## [Instructions for the task]
Copy out each line of the data below in which the string "enum" appears.

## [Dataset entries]
----------------

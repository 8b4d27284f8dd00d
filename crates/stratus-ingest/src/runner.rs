//! Per-run ingestion driver.

use stratus_core::{flatten, Strategy};
use stratus_db::{ObservationStore, WriteExecutor, WriteOutcome};
use tracing::{info, warn};

use crate::{DocumentSource, FetchError, IngestError, IngestResult};

/// What a batch run does with a document that will not flatten.
///
/// Fetch and store failures are not covered: a broken provider or an
/// exhausted database ends the run under either policy.
#[derive(Debug, Clone, Copy, PartialEq, Eq)]
pub enum FailurePolicy {
    /// Log the document, count it, and continue with the next one.
    SkipDocument,
    /// Fail the whole run on the first bad document.
    AbortRun,
}

/// Tally of one batch run.
#[derive(Debug, Clone, Default, PartialEq, Eq)]
pub struct RunSummary {
    /// Documents that reached the store.
    pub written: u64,
    /// Documents dropped under [`FailurePolicy::SkipDocument`].
    pub skipped: u64,
    /// One outcome per written document, in ingestion order.
    pub outcomes: Vec<WriteOutcome>,
}

/// Drives fetch, flatten, and write for one source.
pub struct IngestRunner<S> {
    source: Box<dyn DocumentSource>,
    executor: WriteExecutor<S>,
    strategy: Strategy,
    policy: FailurePolicy,
}

impl<S: ObservationStore> IngestRunner<S> {
    pub fn new(source: Box<dyn DocumentSource>, executor: WriteExecutor<S>, strategy: Strategy) -> Self {
        Self {
            source,
            executor,
            strategy,
            policy: FailurePolicy::SkipDocument,
        }
    }

    pub fn with_policy(mut self, policy: FailurePolicy) -> Self {
        self.policy = policy;
        self
    }

    pub fn strategy(&self) -> Strategy {
        self.strategy
    }

    pub fn executor(&self) -> &WriteExecutor<S> {
        &self.executor
    }

    /// Ingest exactly one document from the source.
    pub async fn ingest_document(&mut self) -> IngestResult<WriteOutcome> {
        let document = self.source.fetch().await?;
        let observation = flatten(&document)?;
        let outcome = self.executor.write(&observation, self.strategy).await?;
        Ok(outcome)
    }

    /// Drain the source. Documents that will not flatten are handled per
    /// the failure policy; fetch and store failures always end the run.
    pub async fn drain(&mut self) -> IngestResult<RunSummary> {
        let mut summary = RunSummary::default();

        loop {
            match self.ingest_document().await {
                Ok(outcome) => {
                    summary.written += 1;
                    summary.outcomes.push(outcome);
                }
                Err(IngestError::Fetch(FetchError::NoDocument)) => break,
                Err(IngestError::Flatten(cause)) if self.policy == FailurePolicy::SkipDocument => {
                    summary.skipped += 1;
                    warn!(source = self.source.name(), error = %cause, "skipping document");
                }
                Err(other) => return Err(other),
            }
        }

        info!(
            source = self.source.name(),
            strategy = %self.strategy,
            written = summary.written,
            skipped = summary.skipped,
            "ingestion run complete"
        );
        Ok(summary)
    }
}

#[cfg(test)]
mod tests {
    use super::*;
    use crate::FixtureSource;
    use stratus_db::{Disposition, MemoryStore, RetryPolicy};

    const OBSERVATION: &str = r#"{
        "id": 1264521,
        "name": "Madurai",
        "main": {"temp": 25.01, "humidity": 83},
        "dt": 1756276515,
        "cod": 200
    }"#;

    fn runner(texts: &[&str], store: MemoryStore) -> IngestRunner<MemoryStore> {
        let source = FixtureSource::from_texts(texts.iter().copied()).unwrap();
        IngestRunner::new(Box::new(source), WriteExecutor::new(store), Strategy::Hybrid)
    }

    #[tokio::test]
    async fn one_document_is_fetched_flattened_and_written() {
        let store = MemoryStore::new();
        let mut run = runner(&[OBSERVATION], store.clone());

        let outcome = run.ingest_document().await.unwrap();
        assert_eq!(outcome.disposition, Disposition::Inserted);
        assert_eq!(outcome.key.location_id, 1264521);
        assert_eq!(outcome.strategy, run.strategy());
        assert_eq!(run.executor().policy(), RetryPolicy::default());
        assert_eq!(
            store.logical_rows(Strategy::Hybrid.plan()).await.unwrap(),
            1
        );
    }

    #[tokio::test]
    async fn a_drained_source_ends_single_document_ingestion() {
        let mut run = runner(&[], MemoryStore::new());
        assert!(matches!(
            run.ingest_document().await,
            Err(IngestError::Fetch(FetchError::NoDocument))
        ));
    }

    #[tokio::test]
    async fn abort_run_surfaces_the_first_bad_document() {
        // Second document is missing the location id.
        let bad = r#"{"name": "nowhere", "dt": 1756276515, "cod": 200}"#;
        let store = MemoryStore::new();
        let mut run = runner(&[OBSERVATION, bad, OBSERVATION], store.clone())
            .with_policy(FailurePolicy::AbortRun);

        assert!(matches!(run.drain().await, Err(IngestError::Flatten(_))));
        assert_eq!(
            store.logical_rows(Strategy::Hybrid.plan()).await.unwrap(),
            1
        );
    }
}
//! The upstream document seam.

use async_trait::async_trait;
use stratus_core::SourceDocument;
use thiserror::Error;

/// Why a source produced no document.
#[derive(Debug, Error)]
pub enum FetchError {
    /// Nothing left to ingest this run. Drains end here without error.
    #[error("no document available this run")]
    NoDocument,

    /// Opaque upstream failure. The engine reports it without interpreting it.
    #[error("provider failure: {0}")]
    Provider(String),
}

/// Hands the engine one response document per call.
///
/// Retrieval mechanics (HTTP clients, queues, capture files) stay behind
/// this seam so the pipeline can be exercised without a live provider.
#[async_trait]
pub trait DocumentSource: Send + Sync {
    /// Source name, for logs.
    fn name(&self) -> &str;

    /// The next document, or [`FetchError::NoDocument`] once drained.
    async fn fetch(&mut self) -> Result<SourceDocument, FetchError>;
}
//! Persistence layer for flattened observations
//!
//! One `ObservationStore` seam, two backends: the MySQL column families
//! and an in-memory store with matching insert-or-replace semantics.
//! Schema DDL and the reconstruction view are generated from the core
//! field table; writes go through the retrying `WriteExecutor`.

pub mod client;
pub mod executor;
pub mod memory;
pub mod queries;
pub mod schema;

pub use client::*;
pub use executor::*;
pub use memory::*;
pub use schema::*;

use async_trait::async_trait;
use stratus_core::{FlatRecord, FlattenError, NaturalKey, Observation, PlanError, WritePlan};
use thiserror::Error;

#[derive(Debug, Error)]
pub enum StoreError {
    #[error("database error: {0}")]
    Database(#[from] sqlx::Error),

    #[error("invalid write plan: {0}")]
    InvalidPlan(#[from] PlanError),

    #[error("table `{table}` does not carry a payload column")]
    MissingPayload { table: &'static str },

    #[error("stored payload for {key} does not reconstruct: {source}")]
    Reconstruction {
        key: NaturalKey,
        #[source]
        source: FlattenError,
    },

    #[error("write for {key} gave up after {attempts} attempts")]
    RetriesExhausted {
        key: NaturalKey,
        attempts: u32,
        #[source]
        source: sqlx::Error,
    },
}

pub type StoreResult<T> = Result<T, StoreError>;

/// How a store disposed of a write.
#[derive(Debug, Clone, Copy, PartialEq, Eq)]
pub enum Disposition {
    /// New logical row.
    Inserted,
    /// Existing row overwritten with different values.
    Replaced,
    /// Identical re-submit; nothing changed.
    Unchanged,
}

/// One storage backend for flattened observations.
///
/// `insert` is a single attempt; bounded retry lives in the executor so
/// every backend inherits the same policy.
#[async_trait]
pub trait ObservationStore: Send + Sync {
    /// Insert or idempotently replace one observation under the plan's
    /// column family.
    async fn insert(&self, observation: &Observation, plan: &WritePlan)
        -> StoreResult<Disposition>;

    /// Read one record back. Families that carry the payload reconstruct
    /// from it; the normalized family rehydrates its columns.
    async fn read_back(
        &self,
        key: NaturalKey,
        plan: &WritePlan,
    ) -> StoreResult<Option<FlatRecord>>;

    /// Count of logical rows in the plan's table.
    async fn logical_rows(&self, plan: &WritePlan) -> StoreResult<u64>;
}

----------------

## [Response area]
pub enum FailurePolicy {
pub enum FetchError {
pub enum StoreError {
pub enum Disposition {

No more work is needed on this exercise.